Task instructions:
In the entries below, which lines run from the one containing "from a resolver)." to the one containing "let kind = req.source.archive_kind();"? Copy exactly those lines, ends included, and no others.

[Stored items from a collection]
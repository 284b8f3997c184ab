//! Download strategy: fetch → checksum → extract → place → symlink.
//!
//! Artifacts stream to a per-apply scratch directory, are verified against
//! the declared checksum (inline literal or checksums-file URL), extracted
//! into a versioned directory under the data root, and exposed through
//! atomic symlinks in the target bin directory. Upgrades install the new
//! version first and only then delete the old one, so a failed upgrade
//! leaves the previous install untouched.

use super::archive;
use crate::core::TomeiError;
use crate::engine::cancel::CancelToken;
use crate::engine::events::{Event, EventSink};
use crate::resource::{Checksum, ResourceId, Source};
use crate::utils::fs::{atomic_symlink, remove_dir_all_if_exists, remove_file_if_exists, set_executable};
use crate::utils::paths::install_dir;
use futures::StreamExt;
use sha2::{Digest, Sha256, Sha512};
use std::path::{Path, PathBuf};
use tokio::io::AsyncWriteExt;
use tracing::{debug, info};
use walkdir::WalkDir;

/// Environment variables consulted for a bearer credential, in order.
const TOKEN_VARS: &[&str] = &["TOMEI_TOKEN", "GH_TOKEN"];

/// One download-strategy installation.
pub struct DownloadRequest<'a> {
    pub id: &'a ResourceId,
    /// Resolved descriptor (inline from the manifest or from a resolver).
    pub source: &'a Source,
    /// Concrete version; names the versioned install directory.
    pub version: &'a str,
    /// `tools` or `runtimes` under the data root.
    pub section: &'a str,
    /// Binary names to place and link.
    pub binaries: &'a [String],
    /// Where the symlinks land (`~/.local/bin` or the runtime's bin dir).
    pub link_dir: &'a Path,
}

/// What the pipeline produced, recorded into state.
#[derive(Debug)]
pub struct Installed {
    pub install_path: PathBuf,
    /// Symlink paths, one per requested binary.
    pub bin_paths: Vec<PathBuf>,
}

/// Runs the full pipeline for one resource.
pub async fn install(
    client: &reqwest::Client,
    data_dir: &Path,
    scratch: &Path,
    req: DownloadRequest<'_>,
    sink: &EventSink,
    cancel: &CancelToken,
) -> Result<Installed, TomeiError> {
    let filename = req.source.filename();
    let artifact = scratch.join(format!("{}-{}", req.id.name, filename));

    fetch(client, &req.source.url, &artifact, req.id, sink, cancel).await?;
    verify(client, req.source, &artifact).await?;

    let dest = install_dir(data_dir, req.section, &req.id.name, req.version);
    // A partial tree from a crashed run must not mix with this extract.
    remove_dir_all_if_exists(&dest)
        .map_err(|e| TomeiError::ExtractFailed { archive: filename.to_string(), reason: e.to_string() })?;

    let kind = req.source.archive_kind();
    let raw_name = req.binaries.first().cloned().unwrap_or_else(|| req.id.name.clone());
    {
        let artifact = artifact.clone();
        let dest = dest.clone();
        tokio::task::spawn_blocking(move || archive::extract(&artifact, kind, &dest, &raw_name))
            .await
            .map_err(|e| TomeiError::ExtractFailed {
                archive: filename.to_string(),
                reason: e.to_string(),
            })??;
    }

    let bin_paths = place(&dest, req.binaries, req.link_dir, req.id)?;
    let _ = remove_file_if_exists(&artifact);

    info!(resource = %req.id, version = req.version, "installed");
    Ok(Installed { install_path: dest, bin_paths })
}

/// Deletes the symlinks and the whole per-name directory of an entry.
pub fn remove_installed(
    data_dir: &Path,
    section: &str,
    name: &str,
    bin_paths: &[PathBuf],
) -> Result<(), TomeiError> {
    let io_err = |path: &Path, e: anyhow::Error| TomeiError::StateIo {
        path: path.to_path_buf(),
        source: std::io::Error::other(e.to_string()),
    };
    for link in bin_paths {
        remove_file_if_exists(link).map_err(|e| io_err(link, e))?;
    }
    let name_dir = data_dir.join(section).join(name);
    remove_dir_all_if_exists(&name_dir).map_err(|e| io_err(&name_dir, e))?;
    Ok(())
}

/// Deletes one superseded version directory after a successful upgrade.
pub fn remove_version_dir(install_path: &Path) -> Result<(), TomeiError> {
    remove_dir_all_if_exists(install_path).map_err(|e| TomeiError::StateIo {
        path: install_path.to_path_buf(),
        source: std::io::Error::other(e.to_string()),
    })
}

/// Streams a URL to a file, emitting progress events.
async fn fetch(
    client: &reqwest::Client,
    url: &str,
    dest: &Path,
    id: &ResourceId,
    sink: &EventSink,
    cancel: &CancelToken,
) -> Result<(), TomeiError> {
    if cancel.is_cancelled() {
        return Err(TomeiError::Cancelled);
    }
    debug!(resource = %id, url, "fetching");

    let mut request = client.get(url);
    if let Some(token) = bearer_token() {
        request = request.bearer_auth(token);
    }

    let response = request.send().await.map_err(|e| TomeiError::Network {
        url: url.to_string(),
        reason: e.to_string(),
    })?;
    let status = response.status();
    if !status.is_success() {
        return Err(TomeiError::HttpStatus { url: url.to_string(), status: status.as_u16() });
    }

    let total = response.content_length();
    let mut stream = response.bytes_stream();
    let mut file = tokio::fs::File::create(dest).await.map_err(|e| TomeiError::StateIo {
        path: dest.to_path_buf(),
        source: e,
    })?;

    let mut downloaded: u64 = 0;
    loop {
        let chunk = tokio::select! {
            chunk = stream.next() => chunk,
            () = cancel.cancelled() => {
                drop(file);
                let _ = remove_file_if_exists(dest);
                return Err(TomeiError::Cancelled);
            }
        };
        match chunk {
            Some(Ok(bytes)) => {
                file.write_all(&bytes).await.map_err(|e| TomeiError::StateIo {
                    path: dest.to_path_buf(),
                    source: e,
                })?;
                downloaded += bytes.len() as u64;
                sink.emit(Event::Progress { id: id.clone(), bytes: downloaded, total });
            }
            Some(Err(e)) => {
                drop(file);
                let _ = remove_file_if_exists(dest);
                return Err(TomeiError::Network { url: url.to_string(), reason: e.to_string() });
            }
            None => break,
        }
    }

    file.flush().await.map_err(|e| TomeiError::StateIo {
        path: dest.to_path_buf(),
        source: e,
    })?;
    Ok(())
}

fn bearer_token() -> Option<String> {
    TOKEN_VARS
        .iter()
        .filter_map(|var| std::env::var(var).ok())
        .find(|token| !token.is_empty())
}

/// Verifies the artifact against the source's checksum declaration.
/// A mismatch is fatal and cleans the temp file.
async fn verify(
    client: &reqwest::Client,
    source: &Source,
    artifact: &Path,
) -> Result<(), TomeiError> {
    let Some(checksum) = &source.checksum else {
        return Ok(());
    };

    let (expected, algo) = match checksum.parse() {
        Checksum::Sha256(hex) => (hex.to_string(), HashAlgo::Sha256),
        Checksum::Sha512(hex) => (hex.to_string(), HashAlgo::Sha512),
        Checksum::Url(url) => {
            let body = fetch_text(client, url).await?;
            let hex = find_checksum_line(&body, source.filename()).ok_or_else(|| {
                TomeiError::ChecksumMismatch {
                    url: source.url.clone(),
                    expected: format!("entry for {} in {url}", source.filename()),
                    actual: "no matching line".to_string(),
                }
            })?;
            let algo = if hex.len() == 128 { HashAlgo::Sha512 } else { HashAlgo::Sha256 };
            (hex, algo)
        }
    };

    let actual = hash_file(artifact, algo).await?;
    if actual.eq_ignore_ascii_case(&expected) {
        Ok(())
    } else {
        let _ = remove_file_if_exists(artifact);
        Err(TomeiError::ChecksumMismatch {
            url: source.url.clone(),
            expected: format!("{}:{expected}", algo.name()),
            actual: format!("{}:{actual}", algo.name()),
        })
    }
}

async fn fetch_text(client: &reqwest::Client, url: &str) -> Result<String, TomeiError> {
    let response = client.get(url).send().await.map_err(|e| TomeiError::Network {
        url: url.to_string(),
        reason: e.to_string(),
    })?;
    let status = response.status();
    if !status.is_success() {
        return Err(TomeiError::HttpStatus { url: url.to_string(), status: status.as_u16() });
    }
    response.text().await.map_err(|e| TomeiError::Network {
        url: url.to_string(),
        reason: e.to_string(),
    })
}

/// Finds the `<hex>  <filename>` line for an artifact in a checksums file.
/// Tolerates the `*filename` binary-mode marker.
fn find_checksum_line(body: &str, filename: &str) -> Option<String> {
    for line in body.lines() {
        let mut fields = line.split_whitespace();
        let (Some(hex), Some(name)) = (fields.next(), fields.next()) else {
            continue;
        };
        let name = name.trim_start_matches('*').trim_start_matches("./");
        if name == filename && hex.chars().all(|c| c.is_ascii_hexdigit()) {
            return Some(hex.to_lowercase());
        }
    }
    None
}

#[derive(Clone, Copy)]
enum HashAlgo {
    Sha256,
    Sha512,
}

impl HashAlgo {
    fn name(self) -> &'static str {
        match self {
            Self::Sha256 => "sha256",
            Self::Sha512 => "sha512",
        }
    }
}

async fn hash_file(path: &Path, algo: HashAlgo) -> Result<String, TomeiError> {
    let path = path.to_path_buf();
    tokio::task::spawn_blocking(move || {
        let content = std::fs::read(&path)
            .map_err(|e| TomeiError::StateIo { path: path.clone(), source: e })?;
        let hex = match algo {
            HashAlgo::Sha256 => hex::encode(Sha256::digest(&content)),
            HashAlgo::Sha512 => hex::encode(Sha512::digest(&content)),
        };
        Ok(hex)
    })
    .await
    .map_err(|e| TomeiError::StateIo {
        path: PathBuf::new(),
        source: std::io::Error::other(e.to_string()),
    })?
}

/// Locates each requested binary in the installed tree, marks it
/// executable, and links it from the bin directory.
fn place(
    install_path: &Path,
    binaries: &[String],
    link_dir: &Path,
    id: &ResourceId,
) -> Result<Vec<PathBuf>, TomeiError> {
    let mut bin_paths = Vec::with_capacity(binaries.len());
    for name in binaries {
        let target = locate_binary(install_path, name).ok_or_else(|| {
            TomeiError::BinaryNotFound { resource: id.qualified(), name: name.clone() }
        })?;
        set_executable(&target).map_err(|e| TomeiError::StateIo {
            path: target.clone(),
            source: std::io::Error::other(e.to_string()),
        })?;

        let link = link_dir.join(name);
        atomic_symlink(&target, &link).map_err(|e| TomeiError::StateIo {
            path: link.clone(),
            source: std::io::Error::other(e.to_string()),
        })?;
        bin_paths.push(link);
    }
    Ok(bin_paths)
}

/// Finds a binary by name: conventional locations first, then a bounded
/// walk of the extracted tree.
fn locate_binary(install_path: &Path, name: &str) -> Option<PathBuf> {
    for candidate in [
        install_path.join(name),
        install_path.join("bin").join(name),
    ] {
        if candidate.is_file() {
            return Some(candidate);
        }
    }
    WalkDir::new(install_path)
        .max_depth(4)
        .sort_by_file_name()
        .into_iter()
        .filter_map(Result::ok)
        .find(|entry| entry.file_type().is_file() && entry.file_name() == std::ffi::OsStr::new(name))
        .map(|entry| entry.into_path())
}

#[cfg(test)]
mod tests {
    use super::*;

    #[test]
    fn checksum_line_matching() {
        let body = "\
0123abcd  gh_linux_amd64.tar.gz
deadbeef *gh_linux_arm64.tar.gz
ffff0000  ./gh_darwin_arm64.tar.gz
";
        assert_eq!(find_checksum_line(body, "gh_linux_arm64.tar.gz").as_deref(), Some("deadbeef"));
        assert_eq!(find_checksum_line(body, "gh_darwin_arm64.tar.gz").as_deref(), Some("ffff0000"));
        assert_eq!(find_checksum_line(body, "missing.tar.gz"), None);
    }

    #[tokio::test]
    async fn hash_file_sha256_matches_known_vector() {
        let dir = tempfile::TempDir::new().unwrap();
        let path = dir.path().join("data");
        std::fs::write(&path, b"abc").unwrap();

        let hex = hash_file(&path, HashAlgo::Sha256).await.unwrap();
        assert_eq!(hex, "ba7816bf8f01cfea414140de5dae2223b00361a396177a9cb410ff61f20015ad");
    }

    #[cfg(unix)]
    #[test]
    fn locate_binary_prefers_conventional_paths() {
        let dir = tempfile::TempDir::new().unwrap();
        std::fs::create_dir_all(dir.path().join("bin")).unwrap();
        std::fs::write(dir.path().join("bin/go"), b"x").unwrap();
        std::fs::create_dir_all(dir.path().join("pkg/tool")).unwrap();
        std::fs::write(dir.path().join("pkg/tool/go"), b"decoy").unwrap();

        assert_eq!(locate_binary(dir.path(), "go").unwrap(), dir.path().join("bin/go"));
    }

    #[cfg(unix)]
    #[test]
    fn locate_binary_falls_back_to_a_walk() {
        let dir = tempfile::TempDir::new().unwrap();
        std::fs::create_dir_all(dir.path().join("go/bin")).unwrap();
        std::fs::write(dir.path().join("go/bin/gofmt"), b"x").unwrap();

        assert_eq!(
            locate_binary(dir.path(), "gofmt").unwrap(),
            dir.path().join("go/bin/gofmt")
        );
    }

    #[cfg(unix)]
    #[test]
    fn place_links_into_bin_dir() {
        let dir = tempfile::TempDir::new().unwrap();
        let install = dir.path().join("tools/gh/2.86.0");
        std::fs::create_dir_all(install.join("bin")).unwrap();
        std::fs::write(install.join("bin/gh"), b"x").unwrap();
        let link_dir = dir.path().join("bin");

        let id = ResourceId::new(crate::resource::ResourceKind::Tool, "gh");
        let bin_paths = place(&install, &["gh".to_string()], &link_dir, &id).unwrap();

        assert_eq!(bin_paths, vec![link_dir.join("gh")]);
        assert_eq!(std::fs::read_link(link_dir.join("gh")).unwrap(), install.join("bin/gh"));
    }

    #[test]
    fn missing_binary_is_reported() {
        let dir = tempfile::TempDir::new().unwrap();
        let id = ResourceId::new(crate::resource::ResourceKind::Tool, "gh");
        let err = place(dir.path(), &["gh".to_string()], &dir.path().join("bin"), &id)
            .unwrap_err();
        assert_eq!(err.code(), "E305");
    }
}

Exercise output:
    /// Resolved descriptor (inline from the manifest or from a resolver).
    pub source: &'a Source,
    /// Concrete version; names the versioned install directory.
    pub version: &'a str,
    /// `tools` or `runtimes` under the data root.
    pub section: &'a str,
    /// Binary names to place and link.
    pub binaries: &'a [String],
    /// Where the symlinks land (`~/.local/bin` or the runtime's bin dir).
    pub link_dir: &'a Path,
}

/// What the pipeline produced, recorded into state.
#[derive(Debug)]
pub struct Installed {
    pub install_path: PathBuf,
    /// Symlink paths, one per requested binary.
    pub bin_paths: Vec<PathBuf>,
}

/// Runs the full pipeline for one resource.
pub async fn install(
    client: &reqwest::Client,
    data_dir: &Path,
    scratch: &Path,
    req: DownloadRequest<'_>,
    sink: &EventSink,
    cancel: &CancelToken,
) -> Result<Installed, TomeiError> {
    let filename = req.source.filename();
    let artifact = scratch.join(format!("{}-{}", req.id.name, filename));

    fetch(client, &req.source.url, &artifact, req.id, sink, cancel).await?;
    verify(client, req.source, &artifact).await?;

    let dest = install_dir(data_dir, req.section, &req.id.name, req.version);
    // A partial tree from a crashed run must not mix with this extract.
    remove_dir_all_if_exists(&dest)
        .map_err(|e| TomeiError::ExtractFailed { archive: filename.to_string(), reason: e.to_string() })?;

    let kind = req.source.archive_kind();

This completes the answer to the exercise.